When you retype the listing, keep every word exactly as it appears.

+++

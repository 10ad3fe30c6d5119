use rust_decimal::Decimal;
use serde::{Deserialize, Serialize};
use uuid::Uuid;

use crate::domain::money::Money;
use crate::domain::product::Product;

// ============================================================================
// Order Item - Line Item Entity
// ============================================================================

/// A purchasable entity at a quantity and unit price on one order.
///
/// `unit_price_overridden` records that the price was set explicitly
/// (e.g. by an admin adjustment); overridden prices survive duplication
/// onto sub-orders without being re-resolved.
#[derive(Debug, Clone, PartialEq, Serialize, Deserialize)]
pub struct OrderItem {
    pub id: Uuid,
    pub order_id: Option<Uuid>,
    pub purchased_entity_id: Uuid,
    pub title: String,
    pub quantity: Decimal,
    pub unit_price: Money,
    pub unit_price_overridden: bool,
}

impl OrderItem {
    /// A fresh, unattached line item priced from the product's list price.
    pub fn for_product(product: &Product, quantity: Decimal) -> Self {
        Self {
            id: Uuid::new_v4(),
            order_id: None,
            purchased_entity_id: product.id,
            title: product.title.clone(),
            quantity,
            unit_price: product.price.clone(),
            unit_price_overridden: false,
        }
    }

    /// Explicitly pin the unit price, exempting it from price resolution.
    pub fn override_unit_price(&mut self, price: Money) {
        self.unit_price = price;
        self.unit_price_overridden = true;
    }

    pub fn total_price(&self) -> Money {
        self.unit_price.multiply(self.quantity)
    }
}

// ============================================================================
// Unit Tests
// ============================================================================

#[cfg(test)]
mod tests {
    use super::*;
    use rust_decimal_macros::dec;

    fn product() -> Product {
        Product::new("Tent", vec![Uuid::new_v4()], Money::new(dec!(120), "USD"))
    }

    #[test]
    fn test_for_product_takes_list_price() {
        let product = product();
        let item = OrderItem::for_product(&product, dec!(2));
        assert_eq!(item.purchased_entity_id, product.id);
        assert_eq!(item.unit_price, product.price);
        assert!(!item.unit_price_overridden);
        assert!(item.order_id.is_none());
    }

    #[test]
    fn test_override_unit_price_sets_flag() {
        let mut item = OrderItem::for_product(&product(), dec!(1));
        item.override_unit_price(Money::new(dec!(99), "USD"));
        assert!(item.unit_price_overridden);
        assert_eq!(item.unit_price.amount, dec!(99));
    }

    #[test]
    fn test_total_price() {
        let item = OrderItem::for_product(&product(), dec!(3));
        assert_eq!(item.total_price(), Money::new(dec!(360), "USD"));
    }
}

+++

(Result for this task)
repository 10ad3fe30c6d5119
use rust_decimal::Decimal;
use serde::{Deserialize, Serialize};
use uuid::Uuid;

use crate::domain::money::Money;
use crate::domain::product::Product;

// ============================================================================
// Order Item - Line Item Entity
// ============================================================================

/// A purchasable entity at a quantity and unit price on one order.
///
/// `unit_price_overridden` records that the price was set explicitly
/// (e.g. by an admin adjustment); overridden prices survive duplication
/// onto sub-orders without being re-resolved.
#[derive(Debug, Clone, PartialEq, Serialize, Deserialize)]
pub struct OrderItem {
    pub id: Uuid,
    pub order_id: Option<Uuid>,
    pub purchased_entity_id: Uuid,
    pub title: String,
    pub quantity: Decimal,
    pub unit_price: Money,
    pub unit_price_overridden: bool,
}

impl OrderItem {
    /// A fresh, unattached line item priced from the product's list price.
    pub fn for_product(product: &Product, quantity: Decimal) -> Self {
        Self {
            id: Uuid::new_v4(),
            order_id: None,
            purchased_entity_id: product.id,
            title: product.title.clone(),
            quantity,
            unit_price: product.price.clone(),
            unit_price_overridden: false,
        }
    }

    /// Explicitly pin the unit price, exempting it from price resolution.
    pub fn override_unit_price(&mut self, price: Money) {
        self.unit_price = price;
        self.unit_price_overridden = true;
    }

    pub fn total_price(&self) -> Money {
        self.unit_price.multiply(self.quantity)
    }
}

// ============================================================================
// Unit Tests
// ============================================================================

#[cfg(test)]
mod tests {
    use super::*;
    use rust_decimal_macros::dec;

    fn product() -> Product {
        Product::new("Tent", vec![Uuid::new_v4()], Money::new(dec!(120), "USD"))
    }

    #[test]
    fn test_for_product_takes_list_price() {
        let product = product();
        let item = OrderItem::for_product(&product, dec!(2));
        assert_eq!(item.purchased_entity_id, product.id);
        assert_eq!(item.unit_price, product.price);
        assert!(!item.unit_price_overridden);
        assert!(item.order_id.is_none());
    }

    #[test]
    fn test_override_unit_price_sets_flag() {
        let mut item = OrderItem::for_product(&product(), dec!(1));
        item.override_unit_price(Money::new(dec!(99), "USD"));
        assert!(item.unit_price_overridden);
        assert_eq!(item.unit_price.amount, dec!(99));
    }

    #[test]
    fn test_total_price() {
        let item = OrderItem::for_product(&product(), dec!(3));
        assert_eq!(item.total_price(), Money::new(dec!(360), "USD"));
    }
}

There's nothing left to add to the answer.